Python wrapper for the Crowdtangle API that returns the results as a pandas dataframe. While this package will eventually be published to PyPl, this repository is public and the package can be installed using the code in the block below.
pip install git+git://github.com/michaelscholtens/PyTangle.git
# If you are using a notebook, preceed the pip install with an '!' to run the line as if you were in Command Prompt or Terminal.
# !pip install git+git://github.com/michaelscholtens/PyTangle.git
import PyTangle as pt
PyTangle works by creating a PyTangle object that accepts your desired CrowdTangle token, which allows you to call functions that abstract the Crowdtangle endpoints and returns the results as pandas dataframes for ease of use and quick analysis.
To create a PyTangle object, you call the function PyTangle() and pass your desired token as the only argument.
py_t = pt.PyTangle({Your Crowdtangle API Token})
Currently, a PyTangle object has two attributes, token and log.

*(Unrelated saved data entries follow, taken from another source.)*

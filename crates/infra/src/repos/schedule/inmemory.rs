use super::IScheduleRepo;
use crate::repos::shared::inmemory_repo::*;
use dayline_domain::{Day, DaySchedule, ID};

pub struct InMemoryScheduleRepo {
    schedules: std::sync::Mutex<Vec<DaySchedule>>,
}

impl InMemoryScheduleRepo {
    pub fn new() -> Self {
        Self {
            schedules: std::sync::Mutex::new(vec![]),
        }
    }
}

#[async_trait::async_trait]
impl IScheduleRepo for InMemoryScheduleRepo {
    async fn insert(&self, schedule: &DaySchedule) -> anyhow::Result<()> {
        insert(schedule, &self.schedules);
        Ok(())
    }

    async fn save(&self, schedule: &DaySchedule) -> anyhow::Result<()> {
        save(schedule, &self.schedules);
        Ok(())
    }

    async fn find_by_user_and_date(&self, user_id: &ID, date: &Day) -> Option<DaySchedule> {
        let schedules = find_by(&self.schedules, |schedule| {
            schedule.user_id == *user_id && schedule.date == *date
        });
        schedules.into_iter().next()
    }
}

The token attribute is the token passed as the argument when the object is created. While the log attribute is used to maintain an error log for the provided functions that can be incorporated into larger applications that rely on this package.

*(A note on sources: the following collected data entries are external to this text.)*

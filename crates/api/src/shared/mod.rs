pub mod auth;
pub mod usecase;
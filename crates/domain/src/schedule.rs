use crate::{
    date::Day,
    shared::entity::{Entity, ID},
};

/// One user's plan for a single calendar date. The task blocks are stored
/// separately and point back here through their `schedule_id`.
#[derive(Debug, Clone)]
pub struct DaySchedule {
    pub id: ID,
    pub user_id: ID,
    pub date: Day,
    pub created: i64,
    pub updated: i64,
}

impl DaySchedule {
    pub fn new(user_id: ID, date: Day, now: i64) -> Self {
        Self {
            id: Default::default(),
            user_id,
            date,
            created: now,
            updated: now,
        }
    }
}

impl Entity<ID> for DaySchedule {
    fn id(&self) -> ID {
        self.id.clone()
    }
}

In the future PyTangle objects may have more attributes to accomodate new functions or uses for this package.
With a PyTangle object you may call one of six functions.
- getLists()
- getPost()
- getPosts()
- getLinks()
- getLeaderboard()
- crowdtangleExport()
The getLists() function returns a dataframe of lists in the dashboard associated with the supplied API token.
This function does not take an arguement, as the token is supplied by the PyTangle object.
py_t.getLists()
The getPost() functions wraps the /post/:id endpoint allowing you to search for a specific post by crowdtangle ID number and returns a dataframe with the desired post. The endpoint documentation can be found here.
The function accepts the following arguments:
| Argument | Datatype | Description | Default Value |
|---|---|---|---|
| id | str | Crowdtangle ID number | N/A |
| includeHistory | str | Includes timestep data for growth of each post returned. | 'False' |
| account | str | Slug or ID of the posting account. This field is only necessary for reddit | N/A |
py_t.getPost(id = 47657117525_10154014482272526, includeHistory = 'True')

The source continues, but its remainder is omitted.